En raison des problèmes de moteur, la date d'introduction de la voiture de série a été retardée à plusieurs reprises. L'homologation pour le groupe B avait perdu toute priorité. Les ingénieurs se sont plutôt concentrés sur la construction de la meilleure voiture de route qu'ils pouvaient. Pour s'assurer que la 959 répond à toutes les normes de qualité attendues de Porsche, près de 20 prototypes de pré-série ont été construits et soumis à des tests approfondis. L'AAI de Francfort de 1985 a été fixée comme nouvelle date de lancement de la voiture de route 959, dont les livraisons devraient débuter à l'automne de l'année suivante. La spécification finale comprenait un intérieur entièrement aménagé avec des sièges luxueux en cuir, des vitres électriques et l'air conditionné. Cela ne ressemble pas du tout aux autres " spéciales homologuées " du Groupe B et montre clairement où se situent les priorités de Porsche.

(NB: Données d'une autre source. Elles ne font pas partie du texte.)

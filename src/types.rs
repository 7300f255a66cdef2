use std::collections::BTreeMap;

use chrono::{NaiveDate, NaiveTime, Timelike};

#[derive(Debug, Clone, Copy, PartialEq)]
pub struct PlanePoint {
    pub x: f64,
    pub y: f64,
}

impl PlanePoint {
    pub fn new(x: f64, y: f64) -> Self {
        Self { x, y }
    }

    pub fn offset(&self, dx: f64, dy: f64) -> Self {
        Self {
            x: self.x + dx,
            y: self.y + dy,
        }
    }
}

impl From<(f64, f64)> for PlanePoint {
    fn from((x, y): (f64, f64)) -> Self {
        Self { x, y }
    }
}

#[derive(Debug, Clone, Copy, PartialEq)]
pub struct AngleSample {
    pub date: NaiveDate,
    pub time_of_day: NaiveTime,
    pub azimuth_deg: f64,
    pub elevation_deg: f64,
}

#[derive(Debug, Clone, Copy, PartialEq, Eq, PartialOrd, Ord, Hash)]
pub enum SeasonBucket {
    EarlyHalf,
    WinterHalf,
    LateHalf,
}

#[derive(Debug, Clone, Copy, PartialEq, Eq, PartialOrd, Ord, Hash)]
pub struct HourKey {
    pub bucket: SeasonBucket,
    pub time_of_day: NaiveTime,
}

impl HourKey {
    pub fn new(bucket: SeasonBucket, time_of_day: NaiveTime) -> Self {
        Self {
            bucket,
            time_of_day,
        }
    }

    pub fn on_the_hour(&self) -> bool {
        on_the_hour(self.time_of_day)
    }
}

pub fn on_the_hour(time: NaiveTime) -> bool {
    time.minute() == 0 && time.second() == 0
}

pub type HourCurves = BTreeMap<HourKey, Vec<PlanePoint>>;
pub type MonthMarkers = BTreeMap<u32, Vec<PlanePoint>>;
pub type MonthDots = BTreeMap<u32, Vec<PlanePoint>>;

#[derive(Debug, Clone, Copy, Default, PartialEq, Eq)]
pub struct SkipCounts {
    pub unparseable: usize,
    pub zero_reading: usize,
    pub out_of_bounds: usize,
    pub other_year: usize,
    pub on_solstice: usize,
    pub out_of_window: usize,
}

impl SkipCounts {
    pub fn total(&self) -> usize {
        self.unparseable
            + self.zero_reading
            + self.out_of_bounds
            + self.other_year
            + self.on_solstice
            + self.out_of_window
    }
}

#[derive(Debug, Clone, PartialEq, Default)]
pub struct Classification {
    pub reference_year: Option<i32>,
    pub hour_curves: HourCurves,
    pub month_markers: MonthMarkers,
    pub month_dots: MonthDots,
    pub skipped: SkipCounts,
}

impl Classification {
    pub fn curve(&self, bucket: SeasonBucket, time_of_day: NaiveTime) -> Option<&[PlanePoint]> {
        self.hour_curves
            .get(&HourKey::new(bucket, time_of_day))
            .map(Vec::as_slice)
    }

    pub fn bucket_times(&self, bucket: SeasonBucket) -> impl Iterator<Item = NaiveTime> + '_ {
        self.hour_curves
            .keys()
            .filter(move |k| k.bucket == bucket)
            .map(|k| k.time_of_day)
    }
}

#[derive(Debug, Clone, Copy, PartialEq, Eq)]
pub struct TimeColumn {
    pub time_of_day: NaiveTime,
    pub azimuth_index: usize,
    pub elevation_index: usize,
}

#[derive(Debug, Clone, PartialEq, Eq)]
pub struct RawReading {
    pub azimuth: String,
    pub elevation: String,
}

#[derive(Debug, Clone, PartialEq, Eq)]
pub struct RawRow {
    pub date: String,
    pub readings: Vec<RawReading>,
}

#[derive(Debug, Clone, PartialEq, Eq)]
pub struct SampleTable {
    pub label: String,
    pub time_columns: Vec<TimeColumn>,
    pub rows: Vec<RawRow>,
}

Le prix avait presque triplé, passant de l'estimation initiale à un montant stupéfiant de 420 000 DM. Néanmoins, Porsche a reçu jusqu'à 1 600 demandes de renseignements. En fin de compte, 250 commandes ont été acceptées après que les clients eurent versé un acompte de 50 000 DM. C'était un tour de force si l'on considère que le 959 n'allait pas être disponible sur le marché potentiellement le plus important. Porsche a refusé de gaspiller des ressources supplémentaires pour adapter la nouvelle voiture aux normes très strictes en matière d'émissions et en particulier aux normes de sécurité en vigueur aux États-Unis. Ce n'est qu'en avril 1987 que le premier exemplaire a finalement été livré. Les acheteurs d'origine se sont alors vu offrir des primes allant jusqu'à 150 000 DM pour leurs voitures neuves, ce qui souligne l'enthousiasme que la 959 exceptionnelle avait suscité sur le marché.